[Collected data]
================================
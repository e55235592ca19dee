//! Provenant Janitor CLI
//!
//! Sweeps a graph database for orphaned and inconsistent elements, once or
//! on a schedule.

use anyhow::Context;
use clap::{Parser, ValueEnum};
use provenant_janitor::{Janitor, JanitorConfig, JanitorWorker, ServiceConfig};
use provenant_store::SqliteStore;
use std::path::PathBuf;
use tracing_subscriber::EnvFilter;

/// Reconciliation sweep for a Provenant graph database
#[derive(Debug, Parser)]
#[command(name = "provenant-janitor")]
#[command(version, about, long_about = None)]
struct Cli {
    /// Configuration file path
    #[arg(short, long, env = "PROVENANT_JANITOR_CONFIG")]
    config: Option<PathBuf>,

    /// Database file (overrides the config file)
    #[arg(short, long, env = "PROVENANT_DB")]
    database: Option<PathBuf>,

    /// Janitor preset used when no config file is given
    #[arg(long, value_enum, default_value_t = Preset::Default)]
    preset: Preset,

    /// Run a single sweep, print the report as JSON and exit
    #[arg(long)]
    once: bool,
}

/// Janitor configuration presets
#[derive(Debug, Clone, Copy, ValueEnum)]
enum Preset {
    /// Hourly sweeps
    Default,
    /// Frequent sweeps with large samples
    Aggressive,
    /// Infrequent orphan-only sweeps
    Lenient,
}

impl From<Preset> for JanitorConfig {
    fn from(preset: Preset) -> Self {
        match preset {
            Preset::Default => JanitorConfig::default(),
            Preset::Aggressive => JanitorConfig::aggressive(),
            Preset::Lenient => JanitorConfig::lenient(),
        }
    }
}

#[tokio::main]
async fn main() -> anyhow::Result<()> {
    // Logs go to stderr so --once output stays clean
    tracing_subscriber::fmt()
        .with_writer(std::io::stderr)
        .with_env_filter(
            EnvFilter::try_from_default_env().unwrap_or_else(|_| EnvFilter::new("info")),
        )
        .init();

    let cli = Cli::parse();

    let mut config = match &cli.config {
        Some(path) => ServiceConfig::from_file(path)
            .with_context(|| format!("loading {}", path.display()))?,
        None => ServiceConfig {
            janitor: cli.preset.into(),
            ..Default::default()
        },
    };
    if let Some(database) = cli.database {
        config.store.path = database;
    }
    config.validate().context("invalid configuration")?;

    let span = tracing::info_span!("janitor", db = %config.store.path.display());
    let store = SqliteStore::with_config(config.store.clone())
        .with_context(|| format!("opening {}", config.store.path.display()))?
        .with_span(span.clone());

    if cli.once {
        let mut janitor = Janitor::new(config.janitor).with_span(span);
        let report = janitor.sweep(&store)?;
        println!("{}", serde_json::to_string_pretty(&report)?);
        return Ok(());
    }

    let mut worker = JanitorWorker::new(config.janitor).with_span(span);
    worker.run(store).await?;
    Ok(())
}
================================
Keep only those lines of the records that hold "JanitorWorker", and return them.

▶ RESULT OF THE TASK:
use provenant_janitor::{Janitor, JanitorConfig, JanitorWorker, ServiceConfig};
    let mut worker = JanitorWorker::new(config.janitor).with_span(span);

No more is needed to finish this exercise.